Mirages – The Art of French Song
Debussy: Beau Soir; Caplet: Cinq Ballades françaises; Fauré: Mirages, Op. 113; Honegger: Petit Cours de Morale; Saluste du Bartas; Poulenc: Deux poèmes de Guillaume Apollinaire; Parisiana; Ravel: Don Quichotte à Dulcinée; Roderick Williams: Les ténèbres de l’amour
Roderick Williams (baritone), Roger Vignoles (piano)
Champs Hill CHRCD159 73:06 mins
Roderick Williams’s voice, with its smooth production and clear, unforced high notes, is well suited to the French mélodie, while his pronunciation is excellent. The Poulenc and Honegger songs are particularly successful, aided by Roger Vignoles’s alert accompaniments, and it’s good to hear Honegger in his more unbuttoned, tonal moods – I feel with other works there was often a little demon sitting on his shoulder muttering, ‘For Heaven’s sake, we’re in the 20th century now, do get with it!’ In Ravel’s three Don Quichotte songs my only reservation is over Vignoles’s generous pedalling in the third one: in the orchestral score, written under Ravel’s supervision, the pizzicato bass notes strongly imply a mainly unpedalled texture.

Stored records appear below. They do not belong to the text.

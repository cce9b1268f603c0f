use std::net::SocketAddr;

use async_trait::async_trait;

use crate::packet::TransferMode;
use crate::pipe::{PipeReader, PipeWriter};

/// An accepted RRQ/WRQ as seen by a handler
#[derive(Debug, Clone, PartialEq, Eq)]
pub struct TransferRequest {
    pub filename: String,
    pub mode: TransferMode,
    pub peer: SocketAddr,
}

/// Storage behind the server.
///
/// Each call runs on its own task, concurrently with the protocol session it
/// feeds. The pipe is the only link between the two: closing it with an error
/// aborts the transfer and the error is reported to the client.
#[async_trait]
pub trait TransferHandler: Send + Sync + 'static {
    /// Serve a read request: write the file's bytes into `writer`, then
    /// `close()` it, or `close_with_error()` if the file cannot be served.
    async fn produce(&self, request: TransferRequest, writer: PipeWriter);

    /// Serve a write request: drain `reader` until it reports end of data
    /// (success) or an error (the transfer was aborted).
    async fn consume(&self, request: TransferRequest, reader: PipeReader);
}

Fauré’s Mirages, which open the recital, pose problems even for native French singers in their conjunct, almost parlando vocal lines at a uniform tempo – any interval larger than a fourth is a notable event. They really need a greater variety of articulation and vocal colour than Williams supplies to avoid becoming a featureless drift. As for his own Verlaine settings, largely atonal, they may possibly be thought not entirely congruent with the disc’s subtitle, ‘The Art of French Song’. I merely raise the question as to whether this necessarily implies songs by French composers? But I do also venture to quote Poulenc’s sharp retort when Ned Rorem showed him his settings of Ronsard: ‘Stick to Americans and leave the French to us.’